• **What you should do**
Repeat exactly, and only, the lines below starting at the line that contains "ignores these events." and ending at the line that contains "synchronously: success keeps", inclusive of both.

** Information supplied follows **

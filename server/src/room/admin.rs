//! Authenticated out-of-band admin channel (§4.10).
//!
//! Grounded on the teacher's `persistence.rs` error-return convention,
//! tightened into a typed enum per §10.2 rather than a bare `String`.

use thiserror::Error;
use tracing::{info, warn};

use shared::ids::{BotId, PlayerId};
use shared::protocol::{AdminBotInfo, AdminPlayerInfo, ClientEvent, ScoreEntry, ServerEvent};
use shared::rank::{placement_score, rank_of};

use super::Room;

#[derive(Debug, Error)]
pub enum AdminCommandError {
    #[error("Unauthorized")]
    Unauthorized,
    #[error("unknown id")]
    UnknownId,
    #[error("cannot kick a bot")]
    CannotKickBot,
}

pub fn dispatch(room: &mut Room, requester: PlayerId, event: ClientEvent) {
    use ClientEvent as E;
    match event {
        E::AdminLogin { password } => {
            if password == room.admin_password {
                room.emit_to(requester, ServerEvent::AdminLoginOk { token: password });
            } else {
                room.emit_to(requester, ServerEvent::AdminLoginError {});
            }
        }
        E::AdminGetPlayers { token } => {
            if let Err(e) = check_token(room, &token) {
                reply_error(room, requester, e, None);
                return;
            }
            let players = room
                .insertion_order
                .iter()
                .filter_map(|id| room.ships.get(id))
                .map(|s| AdminPlayerInfo { id: s.id, label: s.display_label.clone(), health: s.health, kills: s.kills, deaths: s.deaths })
                .collect();
            room.emit_to(requester, ServerEvent::AdminPlayers { players });
        }
        E::AdminGetBots { token } => {
            if let Err(e) = check_token(room, &token) {
                reply_error(room, requester, e, None);
                return;
            }
            let bots = room
                .bots
                .values()
                .map(|b| AdminBotInfo { id: b.id, label: b.label.clone(), health: b.health, x: b.position.x, y: b.position.y })
                .collect();
            room.emit_to(requester, ServerEvent::AdminBots { bots });
        }
        E::AdminAddBot { token } => {
            if let Err(e) = check_token(room, &token) {
                reply_error(room, requester, e, None);
                return;
            }
            super::bots::spawn_one(room);
            info!(admin = %requester, "bot added");
        }
        E::AdminRemoveBot { token, id } => {
            if let Err(e) = check_token(room, &token) {
                reply_error(room, requester, e, None);
                return;
            }
            if room.bots.remove(&id).is_none() {
                reply_error(room, requester, AdminCommandError::UnknownId, Some(id.to_string()));
                return;
            }
            info!(admin = %requester, bot = %id, "bot removed");
        }
        E::AdminRemoveAllBots { token } => {
            if let Err(e) = check_token(room, &token) {
                reply_error(room, requester, e, None);
                return;
            }
            room.bots.clear();
            info!(admin = %requester, "all bots removed");
        }
        E::AdminKickPlayer { token, id } => {
            if let Err(e) = check_token(room, &token) {
                reply_error(room, requester, e, None);
                return;
            }
            if id.parse::<BotId>().is_ok() {
                reply_error(room, requester, AdminCommandError::CannotKickBot, Some(id));
                return;
            }
            let Ok(player_id) = id.parse::<PlayerId>() else {
                reply_error(room, requester, AdminCommandError::UnknownId, Some(id));
                return;
            };
            if !room.ships.contains_key(&player_id) {
                reply_error(room, requester, AdminCommandError::UnknownId, Some(id));
                return;
            }
            room.disconnect(player_id);
            info!(admin = %requester, kicked = %player_id, "player kicked");
        }
        E::AdminKickAll { token } => {
            if let Err(e) = check_token(room, &token) {
                reply_error(room, requester, e, None);
                return;
            }
            let ids: Vec<PlayerId> = room.insertion_order.clone();
            for id in ids {
                room.disconnect(id);
            }
        }
        E::AdminGetSettings { token } => {
            if let Err(e) = check_token(room, &token) {
                reply_error(room, requester, e, None);
                return;
            }
            room.emit_to(requester, ServerEvent::AdminSettings { settings: room.settings });
        }
        E::AdminUpdateSettings { token, settings } => {
            if let Err(e) = check_token(room, &token) {
                reply_error(room, requester, e, None);
                return;
            }
            room.settings.apply_patch(&settings);
            room.emit_to(requester, ServerEvent::AdminSettings { settings: room.settings });
        }
        E::AdminEndGame { token } => {
            if let Err(e) = check_token(room, &token) {
                reply_error(room, requester, e, None);
                return;
            }
            end_game(room, requester);
        }
        _ => {}
    }
}

fn check_token(room: &Room, token: &str) -> Result<(), AdminCommandError> {
    if token == room.admin_password {
        Ok(())
    } else {
        Err(AdminCommandError::Unauthorized)
    }
}

fn reply_error(room: &Room, to: PlayerId, error: AdminCommandError, id: Option<String>) {
    room.emit_to(to, ServerEvent::AdminError { error: error.to_string(), id });
}

/// `endGame` (§4.11): every ship with an external key that hasn't submitted
/// yet gets a placement score POSTed to the hub, keyed off its leaderboard
/// rank at the moment this command runs.
fn end_game(room: &mut Room, requester: PlayerId) {
    let ranked: Vec<(PlayerId, u32, u32)> =
        room.insertion_order.iter().filter_map(|id| room.ships.get(id)).map(|s| (s.id, s.kills, s.deaths)).collect();

    let mut total = 0u32;
    let mut submitted = 0u32;

    for id in room.insertion_order.clone() {
        let Some(ship) = room.ships.get_mut(&id) else { continue };
        let Some(key) = ship.external_player_key.clone() else { continue };
        if ship.score_submitted {
            continue;
        }
        // Flip the guard synchronously, before the hub call is even spawned,
        // so a second `admin:endGame` issued before this one's response
        // lands sees `score_submitted == true` and skips this ship. A failed
        // submission flips it back to `false` in `mark_score_submitted`.
        ship.score_submitted = true;
        total += 1;
        let rank = rank_of(&ranked, id).unwrap_or(0);
        let score = placement_score(rank);
        let name = ship.display_label.clone();
        let hub = room.hub.clone();
        let self_tx = room.self_tx.clone();
        tokio::spawn(async move {
            let outcome = hub.submit_score(name, key, score).await;
            let _ = self_tx.send(crate::session::WorkerMsg::ScoreSubmitted { player_id: id, ok: outcome.is_ok() }).await;
            if let Err(e) = outcome {
                warn!(player = %id, error = %e, "score submission to hub failed");
            }
        });
        submitted += 1;
    }

    let scores: Vec<ScoreEntry> = room
        .insertion_order
        .iter()
        .filter_map(|id| room.ships.get(id))
        .map(|s| ScoreEntry {
            player_id: s.id.to_string(),
            player_name: s.display_label.clone(),
            score: placement_score(rank_of(&ranked, s.id).unwrap_or(0)),
            kills: s.kills,
            deaths: s.deaths,
        })
        .collect();
    room.broadcast(ServerEvent::ScoreUpdate { scores });

    // Each submission is fire-and-forget (§5); `failed` is always 0 here and
    // corrected retroactively via `score_submitted` once `ScoreSubmitted`
    // messages land, so a caller can reissue `admin:endGame` to retry.
    room.emit_to(requester, ServerEvent::AdminEndGameOk { submitted, failed: 0, total });
}

/// Unsolicited snapshot push to every connected socket, every 500 ms
/// (§4.10). The reference implementation has no notion of which sockets are
/// admin-authenticated at the transport layer — only the command handlers
/// above check the token — so this mirrors that and pushes to everyone;
/// a client that never called `admin:login` simply ignores these events.
pub(crate) fn push_snapshots(room: &mut Room) {
    let players: Vec<AdminPlayerInfo> = room
        .insertion_order
        .iter()
        .filter_map(|id| room.ships.get(id))
        .map(|s| AdminPlayerInfo { id: s.id, label: s.display_label.clone(), health: s.health, kills: s.kills, deaths: s.deaths })
        .collect();
    room.broadcast(ServerEvent::AdminPlayers { players });

    let bots: Vec<AdminBotInfo> = room
        .bots
        .values()
        .map(|b| AdminBotInfo { id: b.id, label: b.label.clone(), health: b.health, x: b.position.x, y: b.position.y })
        .collect();
    room.broadcast(ServerEvent::AdminBots { bots });
}

/// Resolves the in-flight guard `end_game` set synchronously: success keeps
/// it (so a later `endGame` skips this ship), failure flips it back to
/// `false` so a later `endGame` retries the submission.
pub(crate) fn mark_score_submitted(room: &mut Room, player_id: PlayerId, ok: bool) {
    if let Some(ship) = room.ships.get_mut(&player_id) {
        ship.score_submitted = ok;
    }
}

** End of Information supplied **

• **Expected output**
/// a client that never called `admin:login` simply ignores these events.
pub(crate) fn push_snapshots(room: &mut Room) {
    let players: Vec<AdminPlayerInfo> = room
        .insertion_order
        .iter()
        .filter_map(|id| room.ships.get(id))
        .map(|s| AdminPlayerInfo { id: s.id, label: s.display_label.clone(), health: s.health, kills: s.kills, deaths: s.deaths })
        .collect();
    room.broadcast(ServerEvent::AdminPlayers { players });

    let bots: Vec<AdminBotInfo> = room
        .bots
        .values()
        .map(|b| AdminBotInfo { id: b.id, label: b.label.clone(), health: b.health, x: b.position.x, y: b.position.y })
        .collect();
    room.broadcast(ServerEvent::AdminBots { bots });
}

/// Resolves the in-flight guard `end_game` set synchronously: success keeps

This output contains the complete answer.